When checking a patient for prostatitis, I will usually say something to the patient along the lines of

“When I press here [while pressing on the prostate] does it cause you to have more pain?”

Most of the time, patients are already screaming.

“Yeah, it hurts like hell. You done yet?”
“Owwwwwwwwww. Daaaaaaamn. Owwwwwwwwwww.”

Really want to skeeve your doctor out a little? When he asks you if pressing on your prostate hurts, tell him

“Actually, it feels kinda good.”


I’m considering empirical treatment for prostatitis from this day forward.

This and all posts about patients may be my experiences or may be submitted by readers for publication here. If you would like to have a patient story published on WhiteCoat’s Call Room, please e-mail me.




  1. One patient asked me if I would mind ” Rubbing my shoulders while you do that”.
    Went back and triple gloved.

  2. Way back when I worked in a clinic (pushing paper, not a clinical position), so many of our elderly male patients were mortified by becoming aroused during a prostate exam that I assumed it was a normal response to stimulation–albeit one that the majority of heterosexual men would be surprised by.

    Being “skeeved” by a patient admitting that it feels pleasant suggests a level of homophobia that makes it difficult for gay patients to get good health care.

    • I’d be just as upset by a woman getting excited during her pelvic exam- so keep your homophobia-phobia to yourself.

      • Seriously, Finn. When people are by necessity in physical contact and one not only gets aroused but voices it and it is not a mutual thing that is skeevy. Homosexuality is not an excuse to be rude or lewd.

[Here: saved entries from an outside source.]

//! Contact messages sent through the public contact form.

use chrono::{DateTime, Utc};
use serde::{Deserialize, Serialize};

use super::email::Email;
use super::id::{ContactMessageId, Identified};
use super::status::ProgressStatus;
use super::validation::{ValidationError, require};
use super::wire::{flag, timestamp};

/// Subject used when the visitor leaves the subject blank.
pub const DEFAULT_SUBJECT: &str = "General Inquiry";

/// A contact message as listed in the admin panel.
///
/// `status` and `replied` are independent: a message can be `completed`
/// without having been replied to, and vice versa.
#[derive(Debug, Clone, PartialEq, Eq, Serialize, Deserialize)]
pub struct ContactMessage {
    /// Backend id.
    pub id: ContactMessageId,
    /// Sender name.
    pub name: String,
    /// Sender email.
    pub email: String,
    /// Subject line.
    #[serde(default)]
    pub subject: Option<String>,
    /// Message body.
    pub message: String,
    /// Follow-up status.
    #[serde(default)]
    pub status: ProgressStatus,
    /// Whether the admin has replied.
    #[serde(default, deserialize_with = "flag::deserialize")]
    pub replied: bool,
    /// When the message was received.
    #[serde(default, with = "timestamp::option")]
    pub created_at: Option<DateTime<Utc>>,
}

impl Identified for ContactMessage {
    type Id = ContactMessageId;

    fn id(&self) -> ContactMessageId {
        self.id
    }
}

/// Body of `PATCH /api/admin/contact-messages/:id`.
#[derive(Debug, Clone, Copy, PartialEq, Eq, Serialize, Deserialize)]
pub struct ContactMessageUpdate {
    /// New follow-up status.
    pub status: ProgressStatus,
    /// New replied flag.
    #[serde(deserialize_with = "flag::deserialize")]
    pub replied: bool,
}

/// Body of `POST /api/contact`.
#[derive(Debug, Clone, Default, PartialEq, Eq, Serialize, Deserialize)]
pub struct ContactSubmission {
    /// Sender name.
    pub name: String,
    /// Sender email.
    pub email: String,
    /// Subject line.
    #[serde(default)]
    pub subject: String,
    /// Message body.
    pub message: String,
}

impl ContactSubmission {
    /// Trim the fields, default a blank subject and validate, producing the
    /// payload to send.
    ///
    /// # Errors
    ///
    /// Returns the first `ValidationError` found: blank name, email or
    /// message, or a malformed email.
    pub fn prepared(&self) -> Result<Self, ValidationError> {
        require("name", &self.name)?;
        require("email", &self.email)?;
        require("message", &self.message)?;
        let email = Email::parse(&self.email)?;

        let subject = match self.subject.trim() {
            "" => DEFAULT_SUBJECT.to_owned(),
            subject => subject.to_owned(),
        };

        Ok(Self {
            name: self.name.trim().to_owned(),
            email: email.into_inner(),
            subject,
            message: self.message.trim().to_owned(),
        })
    }
}

#[cfg(test)]
#[allow(clippy::unwrap_used)]
mod tests {
    use serde_json::json;

    use super::*;

    #[test]
    fn test_decode_backend_row() {
        let message: ContactMessage = serde_json::from_value(json!({
            "id": 12,
            "name": "Visitor",
            "email": "visitor@example.com",
            "subject": "Hello",
            "message": "Can we talk?",
            "status": "unread",
            "created_at": "2024-10-01 09:15:00"
        }))
        .unwrap();

        assert_eq!(message.status, ProgressStatus::New);
        assert!(!message.replied);
        assert!(message.created_at.is_some());
    }

    #[test]
    fn test_integer_replied_flag() {
        let message: ContactMessage = serde_json::from_value(json!({
            "id": 1, "name": "n", "email": "e@example.com", "message": "m",
            "status": "completed", "replied": 1
        }))
        .unwrap();
        assert!(message.replied);
        assert_eq!(message.status, ProgressStatus::Completed);
    }

    #[test]
    fn test_update_body() {
        let update = ContactMessageUpdate {
            status: ProgressStatus::InProgress,
            replied: false,
        };
        assert_eq!(
            serde_json::to_value(update).unwrap(),
            json!({"status": "in-progress", "replied": false})
        );
    }

    #[test]
    fn test_submission_defaults_subject() {
        let submission = ContactSubmission {
            name: "Ada".to_owned(),
            email: "ada@example.com".to_owned(),
            subject: "  ".to_owned(),
            message: "Hi".to_owned(),
        };
        assert_eq!(submission.prepared().unwrap().subject, DEFAULT_SUBJECT);

        let blank_name = ContactSubmission {
            name: String::new(),
            ..submission
        };
        assert_eq!(blank_name.prepared(), Err(ValidationError::MissingField("name")));
    }
}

    • Yikes. If I EVER got aroused during a pelvic, I would be very concerned. There’s something skewed about your thinking, Finn. Really.

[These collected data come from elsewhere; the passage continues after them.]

//! Admin panel state.
//!
//! [`AdminPanel`] composes [`ModerationClient`] calls into the view state an
//! admin UI renders: four mutually exclusive tabs over the dashboard stats,
//! testimonials, contact messages and shop inquiries.
//!
//! # Gate
//!
//! Nothing is fetched or mutated unless the current session belongs to an
//! admin. The gate is advisory; the backend enforces roles on its own. It is
//! checked on every read too: once the session stops being an admin's, an
//! open panel closes and its data is dropped.
//!
//! # Updates
//!
//! Opening the panel fetches every section concurrently. A section that
//! fails is recorded in [`PanelView::failures`] and the others still load.
//! After a confirmed mutation the affected record is replaced in (or removed
//! from) its [`Listing`] and the stats are refetched; a failed mutation
//! leaves the lists alone and sets [`PanelView::notice`]. A status change the
//! backend accepts without echoing the record is applied to the cached entry.
//!
//! Results that arrive after [`close`](AdminPanel::close) (or after a newer
//! [`open`](AdminPanel::open)) are dropped.

use std::collections::BTreeMap;
use std::sync::{Mutex, MutexGuard, PoisonError};

use portfolio_core::{
    ContactMessage, ContactMessageId, DashboardStats, ProgressStatus, ShopInquiry, Testimonial,
    TestimonialFilter, TestimonialId, TestimonialStatus, UserRecord,
};
use tracing::{debug, error, info, instrument, warn};

use crate::error::{ModerationError, PanelError};
use crate::listing::Listing;
use crate::moderation::ModerationClient;
use crate::session::SessionStore;

/// Outcome of [`AdminPanel::open`].
#[derive(Debug, Clone, Copy, PartialEq, Eq)]
pub enum PanelAccess {
    /// The panel loaded (some sections may have failed).
    Granted,
    /// Not an admin session; no requests were made.
    Denied,
}

/// Panel tabs.
#[derive(Debug, Clone, Copy, PartialEq, Eq, Hash, Default)]
pub enum Tab {
    #[default]
    Dashboard,
    Testimonials,
    Messages,
    Shop,
}

/// Independently loaded parts of the panel.
#[derive(Debug, Clone, Copy, PartialEq, Eq, PartialOrd, Ord, Hash)]
pub enum PanelSection {
    Stats,
    Testimonials,
    Messages,
    Users,
    Inquiries,
}

impl std::fmt::Display for PanelSection {
    fn fmt(&self, f: &mut std::fmt::Formatter<'_>) -> std::fmt::Result {
        match self {
            Self::Stats => write!(f, "dashboard stats"),
            Self::Testimonials => write!(f, "testimonials"),
            Self::Messages => write!(f, "contact messages"),
            Self::Users => write!(f, "users"),
            Self::Inquiries => write!(f, "shop inquiries"),
        }
    }
}

/// Testimonial counts per filter.
#[derive(Debug, Clone, Copy, PartialEq, Eq, Default)]
pub struct FilterCounts {
    pub all: usize,
    pub approved: usize,
    pub pending: usize,
}

/// Everything the panel shows.
#[derive(Debug, Clone, Default)]
pub struct PanelView {
    pub tab: Tab,
    pub filter: TestimonialFilter,
    /// `None` until the stats have loaded once.
    pub stats: Option<DashboardStats>,
    pub testimonials: Listing<Testimonial>,
    pub messages: Listing<ContactMessage>,
    pub inquiries: Listing<ShopInquiry>,
    pub users: Listing<UserRecord>,
    /// Sections whose last fetch failed, with the error message.
    pub failures: BTreeMap<PanelSection, String>,
    /// Result of the last action, for a status line.
    pub notice: Option<String>,
}

impl PanelView {
    /// Testimonials passing the current filter.
    #[must_use]
    pub fn visible_testimonials(&self) -> Vec<&Testimonial> {
        self.testimonials
            .iter()
            .filter(|testimonial| self.filter.matches(testimonial))
            .collect()
    }

    /// How many testimonials each filter would show.
    #[must_use]
    pub fn filter_counts(&self) -> FilterCounts {
        let all = self.testimonials.len();
        let approved = self
            .testimonials
            .iter()
            .filter(|testimonial| testimonial.is_public())
            .count();
        FilterCounts {
            all,
            approved,
            pending: all - approved,
        }
    }
}

#[derive(Debug, Default)]
struct PanelInner {
    /// Bumped by every open and close; results tagged with an older value
    /// are dropped.
    generation: u64,
    open: bool,
    view: PanelView,
}

/// Role-gated admin panel controller.
#[derive(Debug)]
pub struct AdminPanel {
    moderation: ModerationClient,
    session: SessionStore,
    inner: Mutex<PanelInner>,
}

impl AdminPanel {
    /// Create a closed panel.
    #[must_use]
    pub fn new(moderation: ModerationClient, session: SessionStore) -> Self {
        Self {
            moderation,
            session,
            inner: Mutex::new(PanelInner::default()),
        }
    }

    /// Open the panel and load every section.
    ///
    /// Returns [`PanelAccess::Denied`] without any request unless the
    /// current session is an admin's.
    #[instrument(skip(self))]
    pub async fn open(&self) -> PanelAccess {
        if !self.is_admin() {
            info!("Admin panel requires an admin session");
            return PanelAccess::Denied;
        }

        let generation = {
            let mut inner = self.lock();
            inner.generation += 1;
            inner.open = true;
            inner.view = PanelView {
                tab: inner.view.tab,
                filter: inner.view.filter,
                ..PanelView::default()
            };
            inner.generation
        };

        let (stats, testimonials, messages, users, inquiries) = tokio::join!(
            self.moderation.get_stats(),
            self.moderation.list_testimonials(),
            self.moderation.list_contact_messages(),
            self.moderation.list_users(),
            self.moderation.list_shop_inquiries(),
        );

        let mut failures = BTreeMap::new();
        let stats = settle(&mut failures, PanelSection::Stats, stats);
        let testimonials = settle(&mut failures, PanelSection::Testimonials, testimonials);
        let messages = settle(&mut failures, PanelSection::Messages, messages);
        let users = settle(&mut failures, PanelSection::Users, users);
        let inquiries = settle(&mut failures, PanelSection::Inquiries, inquiries);

        self.apply(generation, move |view| {
            view.stats = stats;
            view.testimonials = testimonials.unwrap_or_default().into();
            view.messages = messages.unwrap_or_default().into();
            view.users = users.unwrap_or_default().into();
            view.inquiries = inquiries.unwrap_or_default().into();
            view.failures = failures;
        });

        PanelAccess::Granted
    }

    /// Close the panel and drop its data. In-flight results are discarded.
    pub fn close(&self) {
        let mut inner = self.lock();
        inner.generation += 1;
        inner.open = false;
        inner.view = PanelView::default();
        debug!("Admin panel closed");
    }

    /// Whether the panel is open. Always `false` without an admin session.
    #[must_use]
    pub fn is_open(&self) -> bool {
        self.gated().open
    }

    /// A snapshot of the current view. Empty without an admin session.
    #[must_use]
    pub fn view(&self) -> PanelView {
        self.gated().view.clone()
    }

    /// Switch tabs. No requests are made.
    pub fn select_tab(&self, tab: Tab) {
        self.lock().view.tab = tab;
    }

    /// Change the testimonial filter. No requests are made.
    pub fn set_filter(&self, filter: TestimonialFilter) {
        self.lock().view.filter = filter;
    }

    /// Approve or un-approve a testimonial.
    ///
    /// # Errors
    ///
    /// Returns `PanelError` if the gate refuses or the backend call fails.
    #[instrument(skip(self))]
    pub async fn set_testimonial_status(
        &self,
        id: TestimonialId,
        approved: bool,
    ) -> Result<Testimonial, PanelError> {
        let generation = self.check_access()?;
        let updated = match self.moderation.set_testimonial_status(id, approved).await {
            Ok(updated) => updated,
            Err(ModerationError::Decode(detail)) => {
                let cached = self.lock().view.testimonials.get(id).cloned();
                let Some(mut cached) = cached else {
                    return Err(self.record_failure(generation, ModerationError::Decode(detail)));
                };
                warn!(%id, "Status change accepted without a record ({detail}); patching cache");
                cached.status = TestimonialStatus::from_approval(approved);
                cached
            }
            Err(e) => return Err(self.record_failure(generation, e)),
        };

        let replacement = updated.clone();
        self.apply(generation, |view| {
            view.testimonials = view.testimonials.with_replaced(replacement);
            view.notice = Some(format!("Testimonial {id} is now {}", updated.status));
        });
        self.refresh_stats(generation).await;
        Ok(updated)
    }

    /// Approve a testimonial that is not approved, or send an approved one
    /// back to pending.
    ///
    /// # Errors
    ///
    /// Returns `PanelError::NotLoaded` if the testimonial is not in the
    /// panel, otherwise as [`set_testimonial_status`](Self::set_testimonial_status).
    pub async fn toggle_testimonial(&self, id: TestimonialId) -> Result<Testimonial, PanelError> {
        self.check_access()?;
        let is_public = self
            .lock()
            .view
            .testimonials
            .get(id)
            .map(Testimonial::is_public)
            .ok_or(PanelError::NotLoaded {
                kind: "Testimonial",
                id: id.as_i64(),
            })?;
        self.set_testimonial_status(id, !is_public).await
    }

    /// Delete a testimonial.
    ///
    /// # Errors
    ///
    /// Returns `PanelError` if the gate refuses or the backend call fails.
    #[instrument(skip(self))]
    pub async fn delete_testimonial(&self, id: TestimonialId) -> Result<(), PanelError> {
        let generation = self.check_access()?;
        if let Err(e) = self.moderation.delete_testimonial(id).await {
            return Err(self.record_failure(generation, e));
        }

        self.apply(generation, |view| {
            view.testimonials = view.testimonials.without(id);
            view.notice = Some(format!("Testimonial {id} deleted"));
        });
        self.refresh_stats(generation).await;
        Ok(())
    }

    /// Set a contact message's status and replied flag.
    ///
    /// # Errors
    ///
    /// Returns `PanelError` if the gate refuses or the backend call fails.
    #[instrument(skip(self))]
    pub async fn update_contact_message(
        &self,
        id: ContactMessageId,
        status: ProgressStatus,
        replied: bool,
    ) -> Result<ContactMessage, PanelError> {
        let generation = self.check_access()?;
        let updated = match self
            .moderation
            .update_contact_message(id, status, replied)
            .await
        {
            Ok(updated) => updated,
            Err(ModerationError::Decode(detail)) => {
                let cached = self.lock().view.messages.get(id).cloned();
                let Some(mut cached) = cached else {
                    return Err(self.record_failure(generation, ModerationError::Decode(detail)));
                };
                warn!(%id, "Message update accepted without a record ({detail}); patching cache");
                cached.status = status;
                cached.replied = replied;
                cached
            }
            Err(e) => return Err(self.record_failure(generation, e)),
        };

        let replacement = updated.clone();
        self.apply(generation, |view| {
            view.messages = view.messages.with_replaced(replacement);
            view.notice = Some(format!("Message {id} marked {}", updated.status));
        });
        self.refresh_stats(generation).await;
        Ok(updated)
    }

    /// Mark a message as being worked on, keeping its replied flag.
    ///
    /// # Errors
    ///
    /// Returns `PanelError::NotLoaded` if the message is not in the panel,
    /// otherwise as [`update_contact_message`](Self::update_contact_message).
    pub async fn mark_in_progress(&self, id: ContactMessageId) -> Result<ContactMessage, PanelError> {
        self.check_access()?;
        let replied = self
            .lock()
            .view
            .messages
            .get(id)
            .map(|message| message.replied)
            .ok_or(PanelError::NotLoaded {
                kind: "Message",
                id: id.as_i64(),
            })?;
        self.update_contact_message(id, ProgressStatus::InProgress, replied)
            .await
    }

    /// Mark a message as answered: completed and replied.
    ///
    /// # Errors
    ///
    /// As [`update_contact_message`](Self::update_contact_message).
    pub async fn mark_replied(&self, id: ContactMessageId) -> Result<ContactMessage, PanelError> {
        self.update_contact_message(id, ProgressStatus::Completed, true)
            .await
    }

    async fn refresh_stats(&self, generation: u64) {
        match self.moderation.get_stats().await {
            Ok(stats) => {
                self.apply(generation, |view| {
                    view.stats = Some(stats);
                    view.failures.remove(&PanelSection::Stats);
                });
            }
            Err(e) => {
                error!("Failed to refresh dashboard stats: {e}");
                self.apply(generation, |view| {
                    view.failures.insert(PanelSection::Stats, e.to_string());
                });
            }
        }
    }

    fn record_failure(&self, generation: u64, e: ModerationError) -> PanelError {
        error!("Admin action failed: {e}");
        let notice = e.to_string();
        self.apply(generation, |view| view.notice = Some(notice));
        e.into()
    }

    fn check_access(&self) -> Result<u64, PanelError> {
        if !self.is_admin() {
            return Err(PanelError::Denied);
        }
        let inner = self.lock();
        if !inner.open {
            return Err(PanelError::Closed);
        }
        Ok(inner.generation)
    }

    fn is_admin(&self) -> bool {
        self.session.user().is_some_and(|user| user.is_admin())
    }

    /// Lock the panel state, closing it first if the session is no longer an
    /// admin's.
    fn gated(&self) -> MutexGuard<'_, PanelInner> {
        let admin = self.is_admin();
        let mut inner = self.lock();
        if !admin && inner.open {
            inner.generation += 1;
            inner.open = false;
            inner.view = PanelView::default();
            info!("Session is no longer an admin's; admin panel closed");
        }
        inner
    }

    /// Run `update` against the view if `generation` is still current.
    fn apply(&self, generation: u64, update: impl FnOnce(&mut PanelView)) {
        let mut inner = self.gated();
        if inner.open && inner.generation == generation {
            update(&mut inner.view);
        } else {
            debug!(generation, current = inner.generation, "Dropping stale panel result");
        }
    }

    fn lock(&self) -> MutexGuard<'_, PanelInner> {
        self.inner.lock().unwrap_or_else(PoisonError::into_inner)
    }
}

/// Unwrap a section fetch, recording and logging its failure.
fn settle<T>(
    failures: &mut BTreeMap<PanelSection, String>,
    section: PanelSection,
    result: Result<T, ModerationError>,
) -> Option<T> {
    match result {
        Ok(value) => Some(value),
        Err(e) => {
            error!("Failed to fetch {section}: {e}");
            failures.insert(section, e.to_string());
            None
        }
    }
}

  3. I was doing a prostate exam once, when I tried to reassure the patient by saying “That feels good”. While I meant good as in normal, as opposed to bad as in nodule, I thought about what I said, and resolved never to phrase it that way again.

  4. Finn,

    To make the leap to homophobia from unexpected comments during a DRE is silly, and to suggest that it would compromise care is naive.

  5. Wait …is it not pc to smile at your post. I hate pc ..but still. It’s just the way you write and how I imagine your expression on the imaginary face I see as Dr WC. :)

  6. Yes, I treat empirically 99% of the time. And I would get skeeved with anyone getting aroused with a rectal exam.

  7. ‘Oooooohhhhhh’ (closed eyes, slightly open mouth)
    ‘Have you got a tissue?’

    That has really got to spoil your Doctor’s day.